Derrick Rose has said he wants to stay put in Detroit. The Pistons, who employ Arn Tellem, Rose’s former agent, in their front office, are inclined to keep him on board. That is, unless the team can put together a package that can accomplish two goals: Get Rose to a contender (or at least a serious playoff team) he’d like to join and get the Pistons some assets to jumpstart their impending rebuild.
Chief among those assets would be a first-round pick, reportedly in the range of the lottery.
The challenge for the Pistons is they will need to be extra cautious with how they handle Rose because of his connection with Tellem. Still, it’s possible for Detroit to put him into a good situation while also getting back the youth and/or draft picks the team needs.
Derrick Rose to the L.A. Clippers
The offer: Clippers’ 2020 first-round pick, Maurice Harkless, Terance Mann, Jerome Robinson for Rose, Markieff Morris, Thon Maker, Tim Frazier.
Outlook: The Clippers have young assets if they decide Rose is their target. Clippers’ pick figures to land in the mid-20s in this draft, which is not quite the lottery-level return the Pistons want. But Robinson is a second-year guard who should develop if given some minutes and Mann is a strong, versatile guard who has impressed Clippers coaches. A pair of decent prospects and a pick is a good haul for Rose.
Derrick Rose to the Los Angeles Lakers
The offer: Kyle Kuzma, Quinn Cook for Derrick Rose, Pistons’ 2022 first-round pick.
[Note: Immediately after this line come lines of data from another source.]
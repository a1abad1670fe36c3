//! Turns per-step contact manifolds into begin/persist/end callbacks.
//!
//! The physics step reports every touching pair each step. The tracker wants
//! lifecycle events, so this system remembers which entities touched the
//! character last step and diffs against the new manifolds.

use crate::character::BodyCollision;
use crate::contact::{ContactTracker, ObjectId};
use crate::ecs::components::interaction::{BodyKind, HandTargetComponent};
use crate::interfaces::HandTarget;
use crate::physics::contact::ContactManifold;

/// Per-character contact diffing state.
#[derive(Debug, Default)]
pub struct ContactLifecycle {
    /// Entities touching the character after the previous dispatch, in discovery order.
    touching: Vec<hecs::Entity>,
}

impl ContactLifecycle {
    pub fn new() -> Self {
        Self::default()
    }

    pub fn touching(&self) -> &[hecs::Entity] {
        &self.touching
    }

    /// Dispatch this step's manifolds for `character` into `tracker`.
    ///
    /// Returns the collisions that began this step, for the motion controller's
    /// collision reaction. Entities without a [`BodyKind`] count as static.
    pub fn dispatch(
        &mut self,
        character: hecs::Entity,
        manifolds: &[ContactManifold],
        world: &hecs::World,
        tracker: &mut ContactTracker,
    ) -> Vec<BodyCollision> {
        let mut current = Vec::new();
        let mut began = Vec::new();

        for manifold in manifolds {
            let Some(other) = manifold.other(character) else {
                continue;
            };
            if current.contains(&other) {
                continue;
            }
            let Some(contact) = manifold.deepest() else {
                continue;
            };
            current.push(other);

            let point = contact.position;
            let normal = manifold.normal_toward(character);
            let object = ObjectId::from(other);
            let component = world.get::<&HandTargetComponent>(other).ok();
            let target = component.as_deref().map(|t| t as &dyn HandTarget);

            if self.touching.contains(&other) {
                tracker.on_contact_persist(object, target, point, normal);
            } else {
                tracker.on_contact_begin(object, target, point, normal);
                let kind = world
                    .get::<&BodyKind>(other)
                    .map(|kind| *kind)
                    .unwrap_or(BodyKind::Static);
                began.push(BodyCollision { point, kind });
            }
        }

        for previous in &self.touching {
            if !current.contains(previous) {
                tracker.on_contact_end(ObjectId::from(*previous));
            }
        }

        self.touching = current;
        began
    }
}
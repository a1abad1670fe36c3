//! ECS components (hand targets, body kinds).

pub mod interaction;

pub use interaction::*;
//! Entity Component System integration with hecs.

pub mod components;
pub mod systems;

pub mod prelude {
    pub use super::components::*;
    pub use super::systems::ContactLifecycle;
}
Outlook: Kuzma’s value is a topic of debate across the league, but he’s unquestionably a solid scorer at a position Detroit needs to fill, long-term. The Lakers need a guy like Rose off the bench. The Pistons are not looking to give up picks, but maybe Kuzma would be deemed to be worth giving up one three drafts into the future. Detroit is expecting to be bad next season, so there’s little chance they’d give up their first-rounder in 2021—there’s no point in tanking if there’s no immediate draft-lottery reward. But including their 2022 pick gives the Lakers some draft flexibility going forward, including the ability to make another trade using that pick.
Derrick Rose to the Boston Celtics
The offer: Enes Kanter, Semi Ojeleye, Boston’s rights to Memphis’ 2020 first-round pick for Rose.
Outlook: The Celtics badly need help off the bench and while they’ve not expressed interest in Rose, he is the kind of sparkplug scorer the team is lacking. Boston hoped that rookie Romeo Langford would be pitching in now, but Langford has had injury difficulty all year. The Grizzlies pick isn’t the Top 10 pick Boston had hoped it would be but should still fall between 12-17. The Pistons might push to have Langford or Grant Williams rather than Ojeleye but that might make the cost too expensive for the Celtics.
Derrick Rose to the Orlando Magic
The offer: D.J. Augustin, Orlando’s 2020 first-round pick for Derrick Rose.
Outlook: This one would certainly be simple for the league office to process. Augustin, who is available for a deal, and Rose make just about the same amount and while Augustin still has some value, he can’t provide the boost of bench scoring that Rose offers. The Magic are an excellent defensive team that just can’t score and swapping out Augustin’s production for Rose’s makes them a wildcard down the stretch and into the playoffs.
Derrick Rose to the Philadelphia 76ers
The offer: Mike Scott, Furkan Korkmaz, Sixers’ 2022 first-round pick for Derrick Rose.
Outlook: Scott is a rotation player so losing him would hurt, but considering his struggles this year (5.6 points on 39.3 percent shooting) he probably could be replaced on the buyout market. The Sixers can’t trade this year’s pick but they could deal their 2022 first-rounder and that might be good enough for the Pistons. With Korkmaz, who is only 22 and could use a fresh start with a rebuilding team, in the deal, the return for the Pistons would be strong.
Derrick Rose to the Phoenix Suns
The offer: Mikal Bridges, Elie Okobo for Derrick Rose.
Outlook: The season started with hopes that Bridges could be in for a breakout season. He fizzled, though, averaging 7.5 points and cutting back on the 3-point shooting that was such a strength in college (he shot 40.0 percent in three seasons). It might be difficult to deal him while rookie Cam Johnson is dealing with a hamstring injury, but it’s obvious that Kelly Oubre and Johnson should get most of the small-forward minutes in Phoenix. Okobo was drafted to be the Suns’ point guard of the future, at least until they picked Ty Jerome last June. The Pistons could give both guys a shot and Phoenix, still serious about making a postseason run, can address its lack of bench scoring—the Suns are 25th in points off the bench, at 32.0 per game.